:: What you should do ::
Give the count of lines in the entries below that contain the string "info", and only that count.

:: Records for the exercise ::
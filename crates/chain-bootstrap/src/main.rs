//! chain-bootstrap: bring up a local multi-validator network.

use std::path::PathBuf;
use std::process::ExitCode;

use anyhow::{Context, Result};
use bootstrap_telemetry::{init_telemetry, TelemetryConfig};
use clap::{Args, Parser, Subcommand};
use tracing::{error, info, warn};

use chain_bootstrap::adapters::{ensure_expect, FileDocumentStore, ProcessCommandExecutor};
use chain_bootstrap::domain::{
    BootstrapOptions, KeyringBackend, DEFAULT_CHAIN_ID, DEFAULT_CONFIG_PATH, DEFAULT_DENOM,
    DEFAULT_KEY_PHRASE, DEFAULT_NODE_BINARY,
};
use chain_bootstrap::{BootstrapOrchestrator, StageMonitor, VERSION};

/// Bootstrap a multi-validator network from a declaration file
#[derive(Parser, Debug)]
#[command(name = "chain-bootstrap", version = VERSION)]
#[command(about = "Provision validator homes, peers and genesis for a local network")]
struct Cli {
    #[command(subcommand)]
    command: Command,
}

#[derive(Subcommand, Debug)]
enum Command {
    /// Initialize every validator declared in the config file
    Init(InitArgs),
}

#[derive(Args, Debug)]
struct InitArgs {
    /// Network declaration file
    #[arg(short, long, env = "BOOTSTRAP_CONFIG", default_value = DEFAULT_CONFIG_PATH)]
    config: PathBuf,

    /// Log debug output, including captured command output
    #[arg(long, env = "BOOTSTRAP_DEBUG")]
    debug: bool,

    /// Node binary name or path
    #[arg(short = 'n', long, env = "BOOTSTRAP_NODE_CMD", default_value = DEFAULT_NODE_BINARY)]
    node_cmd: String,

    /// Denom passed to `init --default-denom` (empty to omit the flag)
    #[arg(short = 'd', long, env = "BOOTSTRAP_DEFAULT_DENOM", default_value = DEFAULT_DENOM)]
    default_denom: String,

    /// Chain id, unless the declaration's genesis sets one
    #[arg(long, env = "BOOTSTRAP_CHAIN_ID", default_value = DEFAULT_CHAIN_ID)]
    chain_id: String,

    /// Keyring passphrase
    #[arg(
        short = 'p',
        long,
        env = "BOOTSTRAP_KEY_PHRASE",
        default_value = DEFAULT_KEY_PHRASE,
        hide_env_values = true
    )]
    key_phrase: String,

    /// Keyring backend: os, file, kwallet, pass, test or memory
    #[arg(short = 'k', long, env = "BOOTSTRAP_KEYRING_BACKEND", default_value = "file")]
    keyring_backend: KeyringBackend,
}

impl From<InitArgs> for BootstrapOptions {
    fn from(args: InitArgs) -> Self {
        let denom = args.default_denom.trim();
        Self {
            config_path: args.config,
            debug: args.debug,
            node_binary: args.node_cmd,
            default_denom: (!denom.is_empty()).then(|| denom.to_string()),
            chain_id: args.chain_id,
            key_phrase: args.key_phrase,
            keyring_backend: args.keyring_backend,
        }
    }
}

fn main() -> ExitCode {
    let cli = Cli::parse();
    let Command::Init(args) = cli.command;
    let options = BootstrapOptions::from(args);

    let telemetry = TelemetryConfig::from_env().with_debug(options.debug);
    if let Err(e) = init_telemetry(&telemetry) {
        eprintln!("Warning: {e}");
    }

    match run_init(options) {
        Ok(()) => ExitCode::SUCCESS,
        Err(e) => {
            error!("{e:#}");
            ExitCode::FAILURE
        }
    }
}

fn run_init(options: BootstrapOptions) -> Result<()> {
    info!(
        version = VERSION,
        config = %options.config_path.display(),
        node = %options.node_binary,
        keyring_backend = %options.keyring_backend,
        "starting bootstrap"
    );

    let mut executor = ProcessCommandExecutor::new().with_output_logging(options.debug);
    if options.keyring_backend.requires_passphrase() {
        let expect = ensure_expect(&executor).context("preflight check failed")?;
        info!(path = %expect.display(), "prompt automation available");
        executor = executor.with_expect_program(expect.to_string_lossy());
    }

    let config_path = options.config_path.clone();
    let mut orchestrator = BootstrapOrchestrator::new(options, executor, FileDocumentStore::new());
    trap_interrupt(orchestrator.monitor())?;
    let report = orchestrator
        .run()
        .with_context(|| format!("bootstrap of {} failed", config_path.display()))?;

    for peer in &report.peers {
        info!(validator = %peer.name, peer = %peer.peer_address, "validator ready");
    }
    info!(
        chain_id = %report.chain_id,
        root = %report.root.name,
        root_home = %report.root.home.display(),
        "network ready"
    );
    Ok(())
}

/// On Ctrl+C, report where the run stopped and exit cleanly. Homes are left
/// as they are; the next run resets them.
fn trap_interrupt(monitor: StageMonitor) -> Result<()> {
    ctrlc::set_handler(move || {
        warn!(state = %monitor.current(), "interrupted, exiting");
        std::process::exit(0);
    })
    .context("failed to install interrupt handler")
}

:: Result of the exercise ::
5